The airline on Tuesday said there had been a “strong and sustained” recovery since the UK government lifted all travel restrictions in late January, with leisure bookings for the summer holidays soaring ahead of 2019 levels over the past six weeks.

The rapid recovery follows two bruising years and has left carriers across Europe scrambling to restore flight schedules as they struggle to meet the growing demand for flying amid chronic staff shortages, caused by cost cuts during the pandemic and a new wave of Covid-19 infections.

British Airways has cancelled scores of flights, while passengers at Manchester airport have been forced to queue for hours to get through security, and Heathrow this week said 12,000 new staff were needed across the airport.

EasyJet has been one of the worst-hit airlines and has been forced to cancel hundreds of flights in recent weeks following a coronavirus outbreak among staff.

The airline has cancelled 5 per cent of its flights over recent days, including 58 out of 1,500 flights on Tuesday.

The airline typically plans for 6 per cent of staff to be off sick at any one time, and can handle about double this before it needs to start cancelling flights.

But some bases had been hit by as much as 20 per cent of its staff off work, making it impossible to run flights as planned, said easyJet’s chief executive Johan Lundgren.

The cancellations have been made well in advance and most passengers have been rebooked to fly on the same day.

Lundgren said it was the airline’s “absolute focus” to operate with as little disruption as possible in the coming weeks, but warned that absence rates had not started improving yet.

The operational disruptions come as easyJet ramps up its flying schedules. It flew 80 per cent of its 2019 number of seats in March, and expects to increase this to 90 per cent in the current quarter, which runs from April to June.

The airline said this would rise to “near” pre-pandemic levels for the following three months, which are the peak summer period for the travel industry.

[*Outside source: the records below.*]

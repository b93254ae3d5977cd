//! Lock timing: durations that drive the lock state machine and its backoff.

use std::time::Duration;

use rand::Rng;

/// Timing configuration for one lock acquisition.
///
/// Every duration here is a tunable, not a protocol constant. The defaults
/// suit a handful of CI jobs writing to one pull-request comment.
#[derive(Debug, Clone, PartialEq, Eq)]
pub struct LockTiming {
    /// Base delay between searches for a document before creating one.
    /// Listing and creating are slower than reading by id, so this gets its
    /// own knob.
    pub create_retry_delay: Duration,

    /// Number of search rounds before committing to create a new document.
    pub create_attempts: u32,

    /// Minimum time the lock must be observed as ours, unchallenged, before
    /// we trust that we hold it.
    pub min_hold_time: Duration,

    /// Sleep between checks while confirming the hold.
    pub check_delay: Duration,

    /// Lower bound of the randomized wait after seeing another holder.
    pub min_wait_time: Duration,

    /// Upper bound of the randomized wait after seeing another holder.
    pub max_wait_time: Duration,

    /// Give up once the accumulated contended wait reaches this ceiling.
    pub wait_timeout: Duration,
}

/// Invalid timing configuration.
#[derive(Debug, Clone, PartialEq, Eq, thiserror::Error)]
pub enum TimingError {
    #[error("min_hold_time must be greater than zero")]
    ZeroHoldTime,

    #[error("check_delay must be greater than zero")]
    ZeroCheckDelay,

    #[error("min_wait_time ({min:?}) is greater than max_wait_time ({max:?})")]
    InvertedWaitRange { min: Duration, max: Duration },

    #[error("create_attempts must be at least 1")]
    ZeroCreateAttempts,
}

/// `min(500ms, min_hold_time / 2)`
pub fn default_check_delay(min_hold_time: Duration) -> Duration {
    Duration::from_millis(500).min(min_hold_time / 2)
}

impl Default for LockTiming {
    fn default() -> Self {
        let min_hold_time = Duration::from_millis(2500);
        Self {
            create_retry_delay: Duration::from_millis(1000),
            create_attempts: 2,
            min_hold_time,
            check_delay: default_check_delay(min_hold_time),
            min_wait_time: Duration::from_millis(1000),
            max_wait_time: Duration::from_millis(3000),
            wait_timeout: Duration::from_secs(60),
        }
    }
}

impl LockTiming {
    /// Set the hold time and re-derive `check_delay` from it.
    pub fn with_min_hold_time(mut self, min_hold_time: Duration) -> Self {
        self.min_hold_time = min_hold_time;
        self.check_delay = default_check_delay(min_hold_time);
        self
    }

    pub fn with_check_delay(mut self, check_delay: Duration) -> Self {
        self.check_delay = check_delay;
        self
    }

    pub fn with_wait_range(mut self, min: Duration, max: Duration) -> Self {
        self.min_wait_time = min;
        self.max_wait_time = max;
        self
    }

    pub fn with_wait_timeout(mut self, wait_timeout: Duration) -> Self {
        self.wait_timeout = wait_timeout;
        self
    }

    pub fn with_create_retry_delay(mut self, delay: Duration) -> Self {
        self.create_retry_delay = delay;
        self
    }

    pub fn with_create_attempts(mut self, attempts: u32) -> Self {
        self.create_attempts = attempts;
        self
    }

    pub fn validate(&self) -> Result<(), TimingError> {
        if self.min_hold_time.is_zero() {
            return Err(TimingError::ZeroHoldTime);
        }
        if self.check_delay.is_zero() {
            return Err(TimingError::ZeroCheckDelay);
        }
        if self.min_wait_time > self.max_wait_time {
            return Err(TimingError::InvertedWaitRange {
                min: self.min_wait_time,
                max: self.max_wait_time,
            });
        }
        if self.create_attempts == 0 {
            return Err(TimingError::ZeroCreateAttempts);
        }
        Ok(())
    }

    /// Delay before the `attempt`-th search (1-indexed) for a document.
    ///
    /// Grows linearly with the attempt number, plus jitter in
    /// `[0, create_retry_delay / 2)` so that jobs started together spread out.
    pub fn create_delay<R: Rng + ?Sized>(&self, attempt: u32, rng: &mut R) -> Duration {
        let base = self.create_retry_delay.saturating_mul(attempt.max(1));
        let jitter_ceiling = as_millis(self.create_retry_delay) / 2;
        let jitter = if jitter_ceiling == 0 {
            0
        } else {
            rng.gen_range(0..jitter_ceiling)
        };
        base + Duration::from_millis(jitter)
    }

    /// Randomized wait in `[min_wait_time, max_wait_time]` after seeing the
    /// lock held by another writer.
    pub fn wait_delay<R: Rng + ?Sized>(&self, rng: &mut R) -> Duration {
        let min = as_millis(self.min_wait_time);
        let max = as_millis(self.max_wait_time).max(min);
        Duration::from_millis(rng.gen_range(min..=max))
    }
}

/// Whole milliseconds, saturating at `u64::MAX`.
pub(crate) fn as_millis(duration: Duration) -> u64 {
    u64::try_from(duration.as_millis()).unwrap_or(u64::MAX)
}

#[cfg(test)]
mod tests {
    use super::*;
    use rand::SeedableRng;
    use rand::rngs::StdRng;
    use rstest::rstest;

    #[test]
    fn default_timing_matches_documented_values() {
        let timing = LockTiming::default();
        assert_eq!(timing.min_hold_time, Duration::from_millis(2500));
        assert_eq!(timing.check_delay, Duration::from_millis(500));
        assert_eq!(timing.min_wait_time, Duration::from_millis(1000));
        assert_eq!(timing.max_wait_time, Duration::from_millis(3000));
        assert_eq!(timing.create_attempts, 2);
        assert!(timing.validate().is_ok());
    }

    #[rstest]
    #[case(2500, 500)]
    #[case(1000, 500)]
    #[case(600, 300)]
    #[case(100, 50)]
    fn check_delay_is_derived_from_hold_time(#[case] hold_ms: u64, #[case] expected_ms: u64) {
        let timing = LockTiming::default().with_min_hold_time(Duration::from_millis(hold_ms));
        assert_eq!(timing.check_delay, Duration::from_millis(expected_ms));
    }

    #[test]
    fn wait_delay_stays_in_range() {
        let timing = LockTiming::default();
        let mut rng = StdRng::seed_from_u64(7);
        for _ in 0..200 {
            let delay = timing.wait_delay(&mut rng);
            assert!(delay >= timing.min_wait_time);
            assert!(delay <= timing.max_wait_time);
        }
    }

    #[test]
    fn create_delay_grows_with_attempts() {
        let timing = LockTiming::default();
        let mut rng = StdRng::seed_from_u64(7);

        let first = timing.create_delay(1, &mut rng);
        let second = timing.create_delay(2, &mut rng);

        assert!(first >= Duration::from_millis(1000));
        assert!(first < Duration::from_millis(1500));
        assert!(second >= Duration::from_millis(2000));
        assert!(second < Duration::from_millis(2500));
    }

    #[test]
    fn validate_rejects_inverted_wait_range() {
        let timing = LockTiming::default()
            .with_wait_range(Duration::from_millis(3000), Duration::from_millis(1000));
        assert!(matches!(
            timing.validate(),
            Err(TimingError::InvertedWaitRange { .. })
        ));
    }

    #[test]
    fn validate_rejects_zero_hold_time() {
        let timing = LockTiming::default().with_min_hold_time(Duration::ZERO);
        assert_eq!(timing.validate(), Err(TimingError::ZeroHoldTime));
    }
}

The airline said it expected to post a pre-tax loss of between £535mn and £565mn for the six months to the end of March, down from a loss of £701mn the previous year.

A total of 11.5mn passengers flew on an easyJet flight in the first three months of this year, up from just 1.2mn the year previously and outperforming expectations.

EasyJet said pricing “remained competitive” during the winter and it expected to report revenue of about £1.5bn for the six months to the end of the month, the first half of its financial year, up from £240mn in the previous year.

Analysts at Goodbody said the update from easyJet was “as good as we might have hoped” and forecast the airline would return to a small profit in the full year.

The company is 64 per cent hedged for fuel in the second half of its financial year at about $571 a metric tonne, a little more than half the current spot price, shielding it from the worst impact of soaring oil prices.